*** Supplied records Section Begins ***

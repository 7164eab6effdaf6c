//! Fixed 64-entry system palette (RGB triples).

pub const SYSTEM_PALETTE: [(u8, u8, u8); 64] = [
    (84, 84, 84),
    (0, 30, 116),
    (8, 16, 144),
    (48, 0, 136),
    (68, 0, 100),
    (92, 0, 48),
    (84, 4, 0),
    (60, 24, 0),
    (32, 42, 0),
    (8, 58, 0),
    (0, 64, 0),
    (0, 60, 0),
    (0, 50, 60),
    (0, 0, 0),
    (0, 0, 0),
    (0, 0, 0),
    (152, 150, 152),
    (8, 76, 196),
    (48, 50, 236),
    (92, 30, 228),
    (136, 20, 176),
    (160, 20, 100),
    (152, 34, 32),
    (120, 60, 0),
    (84, 90, 0),
    (40, 114, 0),
    (8, 124, 0),
    (0, 118, 40),
    (0, 102, 120),
    (0, 0, 0),
    (0, 0, 0),
    (0, 0, 0),
    (236, 238, 236),
    (76, 154, 236),
    (120, 124, 236),
    (176, 98, 236),
    (228, 84, 236),
    (236, 88, 180),
    (236, 106, 100),
    (212, 136, 32),
    (160, 170, 0),
    (116, 196, 0),
    (76, 208, 32),
    (56, 204, 108),
    (56, 180, 204),
    (60, 60, 60),
    (0, 0, 0),
    (0, 0, 0),
    (236, 238, 236),
    (168, 204, 236),
    (188, 188, 236),
    (212, 178, 236),
    (236, 174, 236),
    (236, 174, 212),
    (236, 180, 176),
    (228, 196, 144),
    (204, 210, 120),
    (180, 222, 120),
    (168, 226, 144),
    (152, 226, 180),
    (160, 214, 228),
    (160, 162, 160),
    (0, 0, 0),
    (0, 0, 0),
];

*** Supplied records Section Ends ***

| Work to complete |
Nothing may be omitted or altered; reproduce all of the entries.

| Output of the task |
repository 7164eab6effdaf6c
//! Fixed 64-entry system palette (RGB triples).

pub const SYSTEM_PALETTE: [(u8, u8, u8); 64] = [
    (84, 84, 84),
    (0, 30, 116),
    (8, 16, 144),
    (48, 0, 136),
    (68, 0, 100),
    (92, 0, 48),
    (84, 4, 0),
    (60, 24, 0),
    (32, 42, 0),
    (8, 58, 0),
    (0, 64, 0),
    (0, 60, 0),
    (0, 50, 60),
    (0, 0, 0),
    (0, 0, 0),
    (0, 0, 0),
    (152, 150, 152),
    (8, 76, 196),
    (48, 50, 236),
    (92, 30, 228),
    (136, 20, 176),
    (160, 20, 100),
    (152, 34, 32),
    (120, 60, 0),
    (84, 90, 0),
    (40, 114, 0),
    (8, 124, 0),
    (0, 118, 40),
    (0, 102, 120),
    (0, 0, 0),
    (0, 0, 0),
    (0, 0, 0),
    (236, 238, 236),
    (76, 154, 236),
    (120, 124, 236),
    (176, 98, 236),
    (228, 84, 236),
    (236, 88, 180),
    (236, 106, 100),
    (212, 136, 32),
    (160, 170, 0),
    (116, 196, 0),
    (76, 208, 32),
    (56, 204, 108),
    (56, 180, 204),
    (60, 60, 60),
    (0, 0, 0),
    (0, 0, 0),
    (236, 238, 236),
    (168, 204, 236),
    (188, 188, 236),
    (212, 178, 236),
    (236, 174, 236),
    (236, 174, 212),
    (236, 180, 176),
    (228, 196, 144),
    (204, 210, 120),
    (180, 222, 120),
    (168, 226, 144),
    (152, 226, 180),
    (160, 214, 228),
    (160, 162, 160),
    (0, 0, 0),
    (0, 0, 0),
];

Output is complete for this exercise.